#### PROBLEM TO SOLVE:
The answer must be an exact reproduction of the lines from the start of the records below through the line containing "impl<'a, C: HttpClient>", and nothing more.

#### EXTRACTED DATA:
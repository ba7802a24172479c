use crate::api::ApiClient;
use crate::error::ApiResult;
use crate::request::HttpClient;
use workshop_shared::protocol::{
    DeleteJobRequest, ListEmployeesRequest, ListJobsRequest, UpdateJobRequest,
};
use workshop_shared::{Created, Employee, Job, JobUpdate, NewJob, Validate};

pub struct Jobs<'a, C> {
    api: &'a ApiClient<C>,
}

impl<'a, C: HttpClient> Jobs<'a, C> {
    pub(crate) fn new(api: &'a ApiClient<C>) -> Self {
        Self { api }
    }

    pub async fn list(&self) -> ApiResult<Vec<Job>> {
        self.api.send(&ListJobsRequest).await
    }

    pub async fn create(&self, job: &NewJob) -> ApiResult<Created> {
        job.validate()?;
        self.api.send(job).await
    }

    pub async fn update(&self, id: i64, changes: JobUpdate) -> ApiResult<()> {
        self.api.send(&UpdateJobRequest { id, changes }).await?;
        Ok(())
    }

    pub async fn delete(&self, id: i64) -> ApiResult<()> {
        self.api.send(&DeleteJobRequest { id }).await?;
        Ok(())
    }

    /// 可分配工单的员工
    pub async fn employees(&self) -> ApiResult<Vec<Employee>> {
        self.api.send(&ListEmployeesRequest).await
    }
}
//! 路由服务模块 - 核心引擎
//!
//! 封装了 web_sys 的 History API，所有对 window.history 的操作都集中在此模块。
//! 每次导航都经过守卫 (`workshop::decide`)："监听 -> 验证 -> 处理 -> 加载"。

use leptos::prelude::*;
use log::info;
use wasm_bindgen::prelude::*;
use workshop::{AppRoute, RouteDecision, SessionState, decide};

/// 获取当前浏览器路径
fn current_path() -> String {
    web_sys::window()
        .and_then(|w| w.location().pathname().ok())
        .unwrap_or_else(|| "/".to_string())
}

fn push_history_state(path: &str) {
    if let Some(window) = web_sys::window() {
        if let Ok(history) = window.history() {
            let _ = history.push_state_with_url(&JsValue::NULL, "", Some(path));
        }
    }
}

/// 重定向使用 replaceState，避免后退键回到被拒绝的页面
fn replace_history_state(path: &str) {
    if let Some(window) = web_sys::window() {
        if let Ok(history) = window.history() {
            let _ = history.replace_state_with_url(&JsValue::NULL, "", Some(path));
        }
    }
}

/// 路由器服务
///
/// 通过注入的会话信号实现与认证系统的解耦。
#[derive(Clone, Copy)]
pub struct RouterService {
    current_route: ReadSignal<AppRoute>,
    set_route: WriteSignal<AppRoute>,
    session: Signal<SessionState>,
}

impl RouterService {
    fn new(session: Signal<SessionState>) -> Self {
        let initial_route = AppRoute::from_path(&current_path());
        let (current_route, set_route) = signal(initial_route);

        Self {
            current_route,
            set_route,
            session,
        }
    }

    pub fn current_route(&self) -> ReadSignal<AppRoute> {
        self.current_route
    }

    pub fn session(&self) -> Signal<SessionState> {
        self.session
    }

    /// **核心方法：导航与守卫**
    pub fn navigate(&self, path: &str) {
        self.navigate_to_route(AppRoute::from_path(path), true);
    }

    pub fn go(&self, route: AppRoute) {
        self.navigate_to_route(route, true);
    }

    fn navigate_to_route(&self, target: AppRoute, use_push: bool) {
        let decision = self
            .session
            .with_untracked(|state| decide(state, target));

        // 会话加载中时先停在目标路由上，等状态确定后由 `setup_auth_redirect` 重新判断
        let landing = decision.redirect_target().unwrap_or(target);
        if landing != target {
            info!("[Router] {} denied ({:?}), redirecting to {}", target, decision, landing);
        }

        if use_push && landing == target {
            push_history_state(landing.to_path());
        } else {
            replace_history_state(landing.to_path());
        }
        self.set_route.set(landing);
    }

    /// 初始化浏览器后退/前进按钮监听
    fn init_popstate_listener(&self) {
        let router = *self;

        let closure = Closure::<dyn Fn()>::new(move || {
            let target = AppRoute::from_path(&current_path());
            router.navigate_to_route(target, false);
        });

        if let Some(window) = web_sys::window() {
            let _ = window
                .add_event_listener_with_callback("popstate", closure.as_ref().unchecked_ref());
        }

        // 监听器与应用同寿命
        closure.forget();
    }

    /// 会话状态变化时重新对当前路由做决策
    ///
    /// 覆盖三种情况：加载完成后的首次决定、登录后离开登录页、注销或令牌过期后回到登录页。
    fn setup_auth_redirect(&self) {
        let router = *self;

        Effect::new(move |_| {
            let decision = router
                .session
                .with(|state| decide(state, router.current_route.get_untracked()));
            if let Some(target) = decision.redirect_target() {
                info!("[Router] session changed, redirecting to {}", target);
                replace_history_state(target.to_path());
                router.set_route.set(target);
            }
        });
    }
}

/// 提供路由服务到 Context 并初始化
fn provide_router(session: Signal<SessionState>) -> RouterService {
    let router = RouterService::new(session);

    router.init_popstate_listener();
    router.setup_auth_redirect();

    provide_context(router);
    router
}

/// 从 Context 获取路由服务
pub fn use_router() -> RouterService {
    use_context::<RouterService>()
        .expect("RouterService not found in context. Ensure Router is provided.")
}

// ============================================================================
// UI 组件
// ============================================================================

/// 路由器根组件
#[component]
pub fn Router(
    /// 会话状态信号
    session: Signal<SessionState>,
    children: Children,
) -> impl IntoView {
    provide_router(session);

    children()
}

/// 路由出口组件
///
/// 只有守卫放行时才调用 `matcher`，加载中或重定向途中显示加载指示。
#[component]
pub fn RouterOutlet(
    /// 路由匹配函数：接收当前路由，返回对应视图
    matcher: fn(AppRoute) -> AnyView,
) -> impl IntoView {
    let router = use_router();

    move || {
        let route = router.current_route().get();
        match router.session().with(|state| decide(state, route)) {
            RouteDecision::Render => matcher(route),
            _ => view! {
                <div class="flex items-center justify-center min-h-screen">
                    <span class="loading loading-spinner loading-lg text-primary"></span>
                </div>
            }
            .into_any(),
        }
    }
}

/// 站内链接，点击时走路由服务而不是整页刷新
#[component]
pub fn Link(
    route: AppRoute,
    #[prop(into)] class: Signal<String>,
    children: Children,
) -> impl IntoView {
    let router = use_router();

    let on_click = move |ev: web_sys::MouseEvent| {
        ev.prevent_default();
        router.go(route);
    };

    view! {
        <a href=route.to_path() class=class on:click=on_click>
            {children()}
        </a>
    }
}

#### ANSWER TO THE EXERCISE:
repository ba7802a24172479c
use crate::api::ApiClient;
use crate::error::ApiResult;
use crate::request::HttpClient;
use workshop_shared::protocol::{
    DeleteJobRequest, ListEmployeesRequest, ListJobsRequest, UpdateJobRequest,
};
use workshop_shared::{Created, Employee, Job, JobUpdate, NewJob, Validate};

pub struct Jobs<'a, C> {
    api: &'a ApiClient<C>,
}

impl<'a, C: HttpClient> Jobs<'a, C> {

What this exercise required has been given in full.